**ABOUT THIS EXERCISE:**
If a line of the material contains "struct", copy it.

**TASK MATERIAL:**
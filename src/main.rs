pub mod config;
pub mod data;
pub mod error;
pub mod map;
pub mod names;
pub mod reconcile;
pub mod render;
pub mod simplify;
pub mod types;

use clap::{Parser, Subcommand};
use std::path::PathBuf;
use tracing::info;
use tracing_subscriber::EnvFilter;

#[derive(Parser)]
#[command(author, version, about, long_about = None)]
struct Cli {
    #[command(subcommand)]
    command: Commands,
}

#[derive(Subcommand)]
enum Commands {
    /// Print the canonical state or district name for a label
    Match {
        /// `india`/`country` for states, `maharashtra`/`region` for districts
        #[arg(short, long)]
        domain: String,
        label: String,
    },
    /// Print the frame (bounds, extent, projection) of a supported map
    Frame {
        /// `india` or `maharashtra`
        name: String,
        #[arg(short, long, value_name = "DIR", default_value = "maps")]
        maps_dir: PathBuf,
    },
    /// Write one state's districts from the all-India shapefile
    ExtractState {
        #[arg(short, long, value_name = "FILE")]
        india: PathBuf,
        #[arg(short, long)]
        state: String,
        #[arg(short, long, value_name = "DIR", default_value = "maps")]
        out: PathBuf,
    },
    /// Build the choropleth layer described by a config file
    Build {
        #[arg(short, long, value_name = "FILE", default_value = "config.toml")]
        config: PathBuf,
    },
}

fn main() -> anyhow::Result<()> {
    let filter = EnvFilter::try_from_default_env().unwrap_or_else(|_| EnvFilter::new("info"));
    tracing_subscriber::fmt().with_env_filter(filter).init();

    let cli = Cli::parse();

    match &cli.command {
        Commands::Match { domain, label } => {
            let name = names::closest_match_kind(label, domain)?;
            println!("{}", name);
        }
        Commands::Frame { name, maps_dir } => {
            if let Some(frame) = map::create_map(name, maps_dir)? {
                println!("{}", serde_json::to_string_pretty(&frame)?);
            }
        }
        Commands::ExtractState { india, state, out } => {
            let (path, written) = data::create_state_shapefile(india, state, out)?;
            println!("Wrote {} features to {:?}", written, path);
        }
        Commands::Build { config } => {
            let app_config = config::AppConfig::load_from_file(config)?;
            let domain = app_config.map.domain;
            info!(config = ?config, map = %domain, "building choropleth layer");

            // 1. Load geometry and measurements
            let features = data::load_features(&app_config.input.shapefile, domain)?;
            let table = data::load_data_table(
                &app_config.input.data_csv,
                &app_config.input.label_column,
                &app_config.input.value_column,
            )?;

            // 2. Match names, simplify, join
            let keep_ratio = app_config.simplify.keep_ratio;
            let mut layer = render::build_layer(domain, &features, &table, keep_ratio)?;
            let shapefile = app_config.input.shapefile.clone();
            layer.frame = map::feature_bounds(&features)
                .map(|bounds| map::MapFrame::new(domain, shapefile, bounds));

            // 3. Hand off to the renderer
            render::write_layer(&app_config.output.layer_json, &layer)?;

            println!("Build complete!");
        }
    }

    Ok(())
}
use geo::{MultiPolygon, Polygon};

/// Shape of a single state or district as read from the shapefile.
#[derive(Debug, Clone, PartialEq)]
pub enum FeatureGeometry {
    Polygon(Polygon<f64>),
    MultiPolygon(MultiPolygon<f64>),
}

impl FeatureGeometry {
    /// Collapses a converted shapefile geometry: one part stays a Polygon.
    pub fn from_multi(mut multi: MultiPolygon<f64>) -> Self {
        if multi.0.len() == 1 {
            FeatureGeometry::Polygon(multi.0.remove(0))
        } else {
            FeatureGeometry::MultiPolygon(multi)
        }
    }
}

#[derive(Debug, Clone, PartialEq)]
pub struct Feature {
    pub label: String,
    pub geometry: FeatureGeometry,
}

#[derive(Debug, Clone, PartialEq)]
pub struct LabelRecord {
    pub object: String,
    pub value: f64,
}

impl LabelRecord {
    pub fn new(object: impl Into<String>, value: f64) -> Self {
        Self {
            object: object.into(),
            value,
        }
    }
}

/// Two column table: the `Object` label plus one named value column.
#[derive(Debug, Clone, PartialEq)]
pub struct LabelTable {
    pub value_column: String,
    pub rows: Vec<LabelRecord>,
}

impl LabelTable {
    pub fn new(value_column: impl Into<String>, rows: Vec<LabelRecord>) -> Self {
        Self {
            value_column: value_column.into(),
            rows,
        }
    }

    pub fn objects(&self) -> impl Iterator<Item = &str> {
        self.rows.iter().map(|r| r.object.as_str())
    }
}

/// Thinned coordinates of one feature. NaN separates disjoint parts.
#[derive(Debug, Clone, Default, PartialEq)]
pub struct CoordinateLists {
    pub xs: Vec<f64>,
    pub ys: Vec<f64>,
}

--

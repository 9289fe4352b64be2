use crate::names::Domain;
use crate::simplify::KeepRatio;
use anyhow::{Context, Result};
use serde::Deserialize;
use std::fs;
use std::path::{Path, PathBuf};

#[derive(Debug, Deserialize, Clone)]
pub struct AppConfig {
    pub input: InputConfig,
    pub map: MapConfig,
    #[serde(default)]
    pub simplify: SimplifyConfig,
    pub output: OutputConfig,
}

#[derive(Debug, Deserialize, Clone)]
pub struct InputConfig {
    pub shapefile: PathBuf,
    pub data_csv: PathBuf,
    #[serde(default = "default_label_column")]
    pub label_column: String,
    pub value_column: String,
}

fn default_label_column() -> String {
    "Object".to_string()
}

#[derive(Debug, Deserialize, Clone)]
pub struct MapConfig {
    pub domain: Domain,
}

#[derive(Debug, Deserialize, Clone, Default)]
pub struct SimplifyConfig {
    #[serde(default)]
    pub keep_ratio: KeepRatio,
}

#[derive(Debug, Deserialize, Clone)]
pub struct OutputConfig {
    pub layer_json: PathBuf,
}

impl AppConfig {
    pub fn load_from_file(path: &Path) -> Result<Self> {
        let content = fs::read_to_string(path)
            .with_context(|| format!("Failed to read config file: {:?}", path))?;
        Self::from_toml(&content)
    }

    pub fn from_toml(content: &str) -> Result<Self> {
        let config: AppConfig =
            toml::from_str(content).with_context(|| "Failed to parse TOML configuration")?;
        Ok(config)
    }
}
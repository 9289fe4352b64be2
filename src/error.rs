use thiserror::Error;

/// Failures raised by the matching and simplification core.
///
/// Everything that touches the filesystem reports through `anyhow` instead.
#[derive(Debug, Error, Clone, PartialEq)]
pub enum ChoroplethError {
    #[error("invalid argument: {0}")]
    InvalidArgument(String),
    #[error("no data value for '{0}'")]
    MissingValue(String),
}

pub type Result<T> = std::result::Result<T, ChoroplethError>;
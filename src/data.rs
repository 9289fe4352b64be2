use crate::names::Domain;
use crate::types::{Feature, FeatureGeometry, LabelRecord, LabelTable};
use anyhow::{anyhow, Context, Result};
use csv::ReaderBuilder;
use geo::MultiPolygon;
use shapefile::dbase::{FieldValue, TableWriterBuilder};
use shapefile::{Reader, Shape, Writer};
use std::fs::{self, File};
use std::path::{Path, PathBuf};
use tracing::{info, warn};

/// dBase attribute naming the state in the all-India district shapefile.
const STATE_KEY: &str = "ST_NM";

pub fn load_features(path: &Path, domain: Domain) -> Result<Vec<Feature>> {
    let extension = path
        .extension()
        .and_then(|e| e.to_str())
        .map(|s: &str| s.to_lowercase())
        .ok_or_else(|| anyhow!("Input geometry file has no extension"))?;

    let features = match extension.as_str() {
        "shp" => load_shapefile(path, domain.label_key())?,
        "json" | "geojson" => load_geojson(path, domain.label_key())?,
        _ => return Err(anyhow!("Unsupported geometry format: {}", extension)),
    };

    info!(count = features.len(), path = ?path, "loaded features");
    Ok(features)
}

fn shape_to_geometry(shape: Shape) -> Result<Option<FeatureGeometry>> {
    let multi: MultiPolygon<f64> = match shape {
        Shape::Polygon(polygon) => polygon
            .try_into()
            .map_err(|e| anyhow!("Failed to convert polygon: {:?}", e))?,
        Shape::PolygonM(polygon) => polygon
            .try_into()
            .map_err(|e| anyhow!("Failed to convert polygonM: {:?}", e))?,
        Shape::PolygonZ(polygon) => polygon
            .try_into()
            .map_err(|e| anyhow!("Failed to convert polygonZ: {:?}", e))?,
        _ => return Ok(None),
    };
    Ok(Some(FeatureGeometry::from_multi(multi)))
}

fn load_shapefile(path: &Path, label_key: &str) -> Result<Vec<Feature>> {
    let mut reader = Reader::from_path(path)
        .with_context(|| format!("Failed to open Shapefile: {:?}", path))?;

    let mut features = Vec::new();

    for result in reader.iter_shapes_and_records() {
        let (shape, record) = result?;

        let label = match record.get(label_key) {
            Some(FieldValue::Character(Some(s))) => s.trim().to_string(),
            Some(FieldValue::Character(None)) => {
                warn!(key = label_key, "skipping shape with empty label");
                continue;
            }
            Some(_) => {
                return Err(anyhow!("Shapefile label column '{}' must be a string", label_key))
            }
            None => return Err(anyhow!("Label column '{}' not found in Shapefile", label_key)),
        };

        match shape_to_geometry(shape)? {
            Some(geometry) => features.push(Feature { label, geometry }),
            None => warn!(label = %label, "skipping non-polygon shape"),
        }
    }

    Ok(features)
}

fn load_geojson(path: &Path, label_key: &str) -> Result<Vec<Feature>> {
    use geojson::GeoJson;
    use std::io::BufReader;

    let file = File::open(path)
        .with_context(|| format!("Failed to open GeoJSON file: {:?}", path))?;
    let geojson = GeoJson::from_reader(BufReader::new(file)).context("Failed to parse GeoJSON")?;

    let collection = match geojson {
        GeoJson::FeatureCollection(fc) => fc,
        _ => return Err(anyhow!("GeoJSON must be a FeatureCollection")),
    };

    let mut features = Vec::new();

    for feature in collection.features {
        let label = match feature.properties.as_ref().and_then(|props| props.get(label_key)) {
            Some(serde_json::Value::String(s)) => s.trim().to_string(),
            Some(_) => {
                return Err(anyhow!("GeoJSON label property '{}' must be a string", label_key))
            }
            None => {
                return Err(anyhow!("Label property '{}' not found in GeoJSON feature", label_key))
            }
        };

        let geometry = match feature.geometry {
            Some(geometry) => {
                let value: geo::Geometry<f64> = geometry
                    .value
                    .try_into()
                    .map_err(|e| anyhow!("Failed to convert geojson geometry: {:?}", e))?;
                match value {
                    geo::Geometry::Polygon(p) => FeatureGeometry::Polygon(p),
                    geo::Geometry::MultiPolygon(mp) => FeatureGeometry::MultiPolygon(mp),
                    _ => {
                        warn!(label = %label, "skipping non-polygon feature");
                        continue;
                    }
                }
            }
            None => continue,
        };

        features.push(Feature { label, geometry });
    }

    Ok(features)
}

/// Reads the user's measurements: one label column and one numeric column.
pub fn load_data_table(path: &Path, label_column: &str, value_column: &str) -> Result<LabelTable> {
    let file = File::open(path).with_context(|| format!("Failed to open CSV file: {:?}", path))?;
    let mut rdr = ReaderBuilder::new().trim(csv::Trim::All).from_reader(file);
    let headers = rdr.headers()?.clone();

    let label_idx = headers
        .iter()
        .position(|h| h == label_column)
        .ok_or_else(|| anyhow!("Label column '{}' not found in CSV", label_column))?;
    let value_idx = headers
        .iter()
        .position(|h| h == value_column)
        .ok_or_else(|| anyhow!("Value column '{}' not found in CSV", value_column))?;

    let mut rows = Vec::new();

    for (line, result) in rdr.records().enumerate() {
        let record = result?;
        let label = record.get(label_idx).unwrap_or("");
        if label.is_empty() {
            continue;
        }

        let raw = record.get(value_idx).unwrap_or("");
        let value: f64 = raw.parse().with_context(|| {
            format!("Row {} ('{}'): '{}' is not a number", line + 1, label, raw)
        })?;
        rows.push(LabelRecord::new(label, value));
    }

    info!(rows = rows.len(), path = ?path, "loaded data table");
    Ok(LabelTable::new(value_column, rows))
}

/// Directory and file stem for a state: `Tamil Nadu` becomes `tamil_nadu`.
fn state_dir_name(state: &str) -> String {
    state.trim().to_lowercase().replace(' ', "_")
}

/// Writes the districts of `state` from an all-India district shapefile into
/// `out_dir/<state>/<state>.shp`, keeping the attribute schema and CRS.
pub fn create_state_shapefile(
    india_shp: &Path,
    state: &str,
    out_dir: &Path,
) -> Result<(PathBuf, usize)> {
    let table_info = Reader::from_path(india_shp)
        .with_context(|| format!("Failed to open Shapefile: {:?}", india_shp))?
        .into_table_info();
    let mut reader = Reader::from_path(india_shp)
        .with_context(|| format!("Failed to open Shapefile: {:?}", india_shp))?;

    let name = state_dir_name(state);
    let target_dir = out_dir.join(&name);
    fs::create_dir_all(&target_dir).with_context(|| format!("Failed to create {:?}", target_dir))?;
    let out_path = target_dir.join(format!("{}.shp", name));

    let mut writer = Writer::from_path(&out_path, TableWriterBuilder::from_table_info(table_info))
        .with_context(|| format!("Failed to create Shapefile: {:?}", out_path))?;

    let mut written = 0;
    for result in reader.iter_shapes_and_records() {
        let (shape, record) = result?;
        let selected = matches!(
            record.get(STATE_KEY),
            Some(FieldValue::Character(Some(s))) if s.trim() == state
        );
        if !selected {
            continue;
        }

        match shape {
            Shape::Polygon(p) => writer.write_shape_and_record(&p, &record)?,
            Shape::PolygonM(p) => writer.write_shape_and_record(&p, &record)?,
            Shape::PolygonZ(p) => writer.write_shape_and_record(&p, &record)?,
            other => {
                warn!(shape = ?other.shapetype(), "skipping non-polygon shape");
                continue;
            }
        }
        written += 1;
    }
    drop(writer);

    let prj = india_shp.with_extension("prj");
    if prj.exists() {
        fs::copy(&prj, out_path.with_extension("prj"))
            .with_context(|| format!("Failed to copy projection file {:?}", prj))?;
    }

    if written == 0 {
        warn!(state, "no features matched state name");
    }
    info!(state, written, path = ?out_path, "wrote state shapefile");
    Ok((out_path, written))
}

**EXPECTED ANSWER:**
struct Cli {
pub struct Feature {
pub struct LabelRecord {
pub struct LabelTable {
pub struct CoordinateLists {
pub struct AppConfig {
pub struct InputConfig {
pub struct MapConfig {
pub struct SimplifyConfig {
pub struct OutputConfig {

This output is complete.